__Assignment__:
Every line of the records that holds the word "SubprocessRunner" should be copied out.

__Working data__:
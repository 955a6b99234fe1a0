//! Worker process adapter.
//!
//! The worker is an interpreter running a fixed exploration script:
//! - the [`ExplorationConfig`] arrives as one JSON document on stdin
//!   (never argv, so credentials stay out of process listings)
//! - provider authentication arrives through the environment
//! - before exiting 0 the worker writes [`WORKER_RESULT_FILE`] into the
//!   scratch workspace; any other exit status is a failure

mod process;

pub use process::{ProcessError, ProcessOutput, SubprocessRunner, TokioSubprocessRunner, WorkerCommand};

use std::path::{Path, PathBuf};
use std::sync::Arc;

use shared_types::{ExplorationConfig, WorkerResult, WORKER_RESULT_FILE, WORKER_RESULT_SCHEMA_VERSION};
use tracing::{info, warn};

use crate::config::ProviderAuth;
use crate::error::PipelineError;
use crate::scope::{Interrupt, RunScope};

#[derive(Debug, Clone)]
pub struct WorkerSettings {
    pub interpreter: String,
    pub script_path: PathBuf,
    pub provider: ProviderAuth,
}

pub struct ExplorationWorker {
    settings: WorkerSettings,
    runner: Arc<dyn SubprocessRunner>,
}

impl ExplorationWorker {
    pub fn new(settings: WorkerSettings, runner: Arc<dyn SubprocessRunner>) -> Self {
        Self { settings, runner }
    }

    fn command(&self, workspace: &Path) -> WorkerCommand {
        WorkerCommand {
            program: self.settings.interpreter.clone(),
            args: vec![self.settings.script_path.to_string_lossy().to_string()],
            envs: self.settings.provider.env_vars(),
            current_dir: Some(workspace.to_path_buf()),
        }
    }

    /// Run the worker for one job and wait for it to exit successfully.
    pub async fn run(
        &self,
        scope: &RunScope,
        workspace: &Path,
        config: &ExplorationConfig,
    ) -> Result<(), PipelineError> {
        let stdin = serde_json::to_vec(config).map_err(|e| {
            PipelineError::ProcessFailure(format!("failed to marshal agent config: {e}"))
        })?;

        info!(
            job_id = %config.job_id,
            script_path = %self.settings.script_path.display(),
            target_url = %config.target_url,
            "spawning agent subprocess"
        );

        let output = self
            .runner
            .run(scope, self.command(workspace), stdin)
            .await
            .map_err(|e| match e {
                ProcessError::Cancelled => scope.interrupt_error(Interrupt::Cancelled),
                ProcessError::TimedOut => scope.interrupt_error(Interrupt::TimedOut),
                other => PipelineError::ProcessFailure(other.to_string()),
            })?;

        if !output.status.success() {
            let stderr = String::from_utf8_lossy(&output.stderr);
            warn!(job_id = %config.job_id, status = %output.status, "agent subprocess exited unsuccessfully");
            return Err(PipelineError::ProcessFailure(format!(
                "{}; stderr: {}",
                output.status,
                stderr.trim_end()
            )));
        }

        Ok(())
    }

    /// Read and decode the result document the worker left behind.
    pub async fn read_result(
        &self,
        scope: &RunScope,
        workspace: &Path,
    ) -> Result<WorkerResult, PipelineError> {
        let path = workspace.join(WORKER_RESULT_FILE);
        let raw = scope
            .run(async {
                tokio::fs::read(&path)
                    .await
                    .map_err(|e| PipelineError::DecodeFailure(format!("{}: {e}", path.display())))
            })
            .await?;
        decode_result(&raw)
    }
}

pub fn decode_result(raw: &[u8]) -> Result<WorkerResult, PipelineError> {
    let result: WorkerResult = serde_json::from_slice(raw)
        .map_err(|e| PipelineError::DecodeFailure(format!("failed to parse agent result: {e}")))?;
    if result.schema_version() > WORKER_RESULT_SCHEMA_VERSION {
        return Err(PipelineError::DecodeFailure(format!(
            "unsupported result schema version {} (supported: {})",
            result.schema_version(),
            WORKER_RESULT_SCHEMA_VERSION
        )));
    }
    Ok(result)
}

__Solution to this exercise__:
pub use process::{ProcessError, ProcessOutput, SubprocessRunner, TokioSubprocessRunner, WorkerCommand};
    runner: Arc<dyn SubprocessRunner>,
    pub fn new(settings: WorkerSettings, runner: Arc<dyn SubprocessRunner>) -> Self {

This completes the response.